Ben verstummte, als es plötzlich an der Tür klopfte. Sein Blick wirkte sofort ängstlich.

Hayden beruhigte ihn. »Wir befinden uns in einem gesicherten Krankenhaus der CIA, Ben. Die Security hier würde die Parade zur Vereidigung des Präsidenten wie einen Kindergarten aussehen lassen. Entspann dich also.«

Ein Arzt steckte jetzt den Kopf durch die Tür. »Alles in Ordnung?« Er trat ins Zimmer und machte sich daran, Haydens Krankenblatt und ihre Vitaldaten zu studieren.

Als er ging und die Tür hinter sich schloss, fragte Ben: »Glaubst du, der Blutkönig wird wieder versuchen, die Apparate in die Finger zu kriegen?«

Hayden zuckte mit den Achseln. »Du gehst davon aus, dass er den Controller nicht bekommen hat, den ich verloren habe, aber das hat er wahrscheinlich. Und was den Apparat angeht, den wir von seinem Schiff haben ...« Sie lächelte. »Da kannst du deinen Hintern drauf verwetten, dass er es versuchen wird.«

»Sei mal nicht zu selbstgefällig.«

»Die CIA ist nicht selbstgefällig, Ben«, sagte Hayden. »Nicht mehr zumindest. Wir sind jetzt auf ihn vorbereitet.«

»Was ist mit all den Leuten, die er gekidnappt hat, um die Kontrolle und seinen Einfluss zu behalten?«

»Was ist mit ihnen?«

»Das sind hochrangige Personen. Harrisons Schwester zum Beispiel. Die anderen, die du erwähnt hast … er wird sie benutzen.«

»Natürlich wird er das, und auch darauf sind wir vorbereitet.«

Ben aß seinen Bagel auf und leckte sich danach die Finger ab. »Ich kann immer noch nicht glauben, dass die gesamte Band untertauchen musste«, sagte er wehmütig und meinte damit seine Rockgruppe, bei der er, vor den Ereignissen, die sich rund um ihre Suche nach Odins Knochen abgespielt hatten, aktiv gewesen war.

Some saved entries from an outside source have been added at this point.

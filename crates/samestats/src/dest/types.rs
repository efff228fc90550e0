//! Destination shapes and the `Shape` distance contract.
//!
//! Every shape answers one question: how far is a point from the nearest
//! feature of the shape. Shapes hold only their defining geometry and are
//! never mutated by the search.

use nalgebra::Vector2;

use crate::error::ConfigError;
use crate::geom::{distance, segment_distance, Point, Segment};

/// Distance-to-nearest-feature. Implementors must return a non-negative,
/// finite value for every finite point.
pub trait Shape {
    fn distance(&self, p: Point) -> f64;
}

impl<S: Shape + ?Sized> Shape for &S {
    #[inline]
    fn distance(&self, p: Point) -> f64 {
        (**self).distance(p)
    }
}

impl<S: Shape + ?Sized> Shape for Box<S> {
    #[inline]
    fn distance(&self, p: Point) -> f64 {
        (**self).distance(p)
    }
}

/// Rings of the given radii around a common center.
///
/// A zero radius degenerates to the center point itself.
#[derive(Clone, Debug, PartialEq)]
pub struct ConcentricCircles {
    center: Point,
    radii: Vec<f64>,
}

impl ConcentricCircles {
    pub fn new(center: Point, radii: Vec<f64>) -> Result<Self, ConfigError> {
        if radii.is_empty() {
            return Err(ConfigError::EmptyShape { what: "radii" });
        }
        if let Some(&r) = radii.iter().find(|r| !(r.is_finite() && **r >= 0.0)) {
            return Err(ConfigError::InvalidParam {
                name: "radius",
                value: r,
            });
        }
        Ok(Self { center, radii })
    }
    pub fn center(&self) -> Point {
        self.center
    }
    pub fn radii(&self) -> &[f64] {
        &self.radii
    }
}

impl Shape for ConcentricCircles {
    fn distance(&self, p: Point) -> f64 {
        let d = distance(p, self.center);
        self.radii
            .iter()
            .map(|r| (d - r).abs())
            .fold(f64::INFINITY, f64::min)
    }
}

/// Lattice of points `xs × ys`.
#[derive(Clone, Debug, PartialEq)]
pub struct GridPoints {
    xs: Vec<f64>,
    ys: Vec<f64>,
}

impl GridPoints {
    pub fn new(xs: Vec<f64>, ys: Vec<f64>) -> Result<Self, ConfigError> {
        if xs.is_empty() || ys.is_empty() {
            return Err(ConfigError::EmptyShape { what: "grid lines" });
        }
        Ok(Self { xs, ys })
    }
    pub fn xs(&self) -> &[f64] {
        &self.xs
    }
    pub fn ys(&self) -> &[f64] {
        &self.ys
    }
}

impl Shape for GridPoints {
    fn distance(&self, p: Point) -> f64 {
        let mut best = f64::INFINITY;
        for &x in &self.xs {
            for &y in &self.ys {
                best = best.min(distance(p, Vector2::new(x, y)));
            }
        }
        best
    }
}

/// Union of finite segments.
#[derive(Clone, Debug, PartialEq)]
pub struct LineSet {
    segments: Vec<Segment>,
}

impl LineSet {
    pub fn new(segments: Vec<Segment>) -> Result<Self, ConfigError> {
        if segments.is_empty() {
            return Err(ConfigError::EmptyShape { what: "segments" });
        }
        Ok(Self { segments })
    }
    pub fn segments(&self) -> &[Segment] {
        &self.segments
    }
}

impl Shape for LineSet {
    fn distance(&self, p: Point) -> f64 {
        self.segments
            .iter()
            .map(|s| segment_distance(p, s))
            .fold(f64::INFINITY, f64::min)
    }
}

/// Chain of points joined by segments; `closed` adds the segment last → first.
#[derive(Clone, Debug, PartialEq)]
pub struct Polyline {
    vertices: Vec<Point>,
    closed: bool,
    lines: LineSet,
}

impl Polyline {
    pub fn new(vertices: Vec<Point>, closed: bool) -> Result<Self, ConfigError> {
        if vertices.len() < 3 {
            return Err(ConfigError::TooFewPolylinePoints {
                got: vertices.len(),
            });
        }
        let mut segments: Vec<Segment> = vertices
            .windows(2)
            .map(|w| Segment::new(w[0], w[1]))
            .collect();
        if closed {
            segments.push(Segment::new(vertices[vertices.len() - 1], vertices[0]));
        }
        let lines = LineSet::new(segments)?;
        Ok(Self {
            vertices,
            closed,
            lines,
        })
    }
    pub fn vertices(&self) -> &[Point] {
        &self.vertices
    }
    pub fn is_closed(&self) -> bool {
        self.closed
    }
    pub fn segments(&self) -> &[Segment] {
        self.lines.segments()
    }
}

impl Shape for Polyline {
    #[inline]
    fn distance(&self, p: Point) -> f64 {
        self.lines.distance(p)
    }
}

/// The closed family of built-in destinations.
///
/// New shapes outside this family implement `Shape` directly; the driver is
/// generic over `Shape`, so `Destination` is a convenience, not a bottleneck.
#[derive(Clone, Debug, PartialEq)]
pub enum Destination {
    Circles(ConcentricCircles),
    Grid(GridPoints),
    Lines(LineSet),
    Polyline(Polyline),
}

impl Destination {
    pub fn circles(center: (f64, f64), radii: Vec<f64>) -> Result<Self, ConfigError> {
        ConcentricCircles::new(Vector2::new(center.0, center.1), radii).map(Self::Circles)
    }
    pub fn grid(xs: Vec<f64>, ys: Vec<f64>) -> Result<Self, ConfigError> {
        GridPoints::new(xs, ys).map(Self::Grid)
    }
    pub fn lines<I, L>(lines: I) -> Result<Self, ConfigError>
    where
        I: IntoIterator<Item = L>,
        L: Into<Segment>,
    {
        LineSet::new(lines.into_iter().map(Into::into).collect()).map(Self::Lines)
    }
    pub fn polyline<I>(points: I, closed: bool) -> Result<Self, ConfigError>
    where
        I: IntoIterator<Item = (f64, f64)>,
    {
        let vs = points.into_iter().map(|(x, y)| Vector2::new(x, y)).collect();
        Polyline::new(vs, closed).map(Self::Polyline)
    }
}

impl Shape for Destination {
    fn distance(&self, p: Point) -> f64 {
        match self {
            Self::Circles(c) => c.distance(p),
            Self::Grid(g) => g.distance(p),
            Self::Lines(l) => l.distance(p),
            Self::Polyline(pl) => pl.distance(p),
        }
    }
}
//! Same-stats transformation: the accept/reject loop around `perturb`.
//!
//! Purpose
//! - Own one dataset exclusively, propose one move per iteration, recompute
//!   the full statistics and keep the move only if every statistic still
//!   rounds to the same value at `n_error_trunc` decimals.
//! - Schedule temperature (eased decay from max to min) and checkpoints.
//!
//! Concurrency
//! - Single-threaded and synchronous. Each `Transformation` owns its dataset
//!   and RNG, so independent runs can proceed in parallel without sharing.
//!
//! Code cross-refs: `perturb::perturb`, `stats::{df_stats, is_error_still_ok}`,
//! `ease::ease_in_out_quad`

mod driver;
mod frames;
mod types;

pub use driver::{temperature_at, Transformation, Trial};
pub use frames::{run_checkpointed, Checkpoint, FrameSchedule, RampMode};
pub use types::{TransformCfg, MAX_ERROR_TRUNC};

»Gerade als wir kurz davor waren, berühmt zu werden.«

Hayden schnaufte diplomatisch. »Wie tragisch.«

»Vielleicht werden wir dadurch ja nur noch berüchtigter.«

Ein weiteres leises Klopfen ertönte und Karin und Kinimaka kamen ins Zimmer. Der Hawaiianer sah niedergeschlagen aus.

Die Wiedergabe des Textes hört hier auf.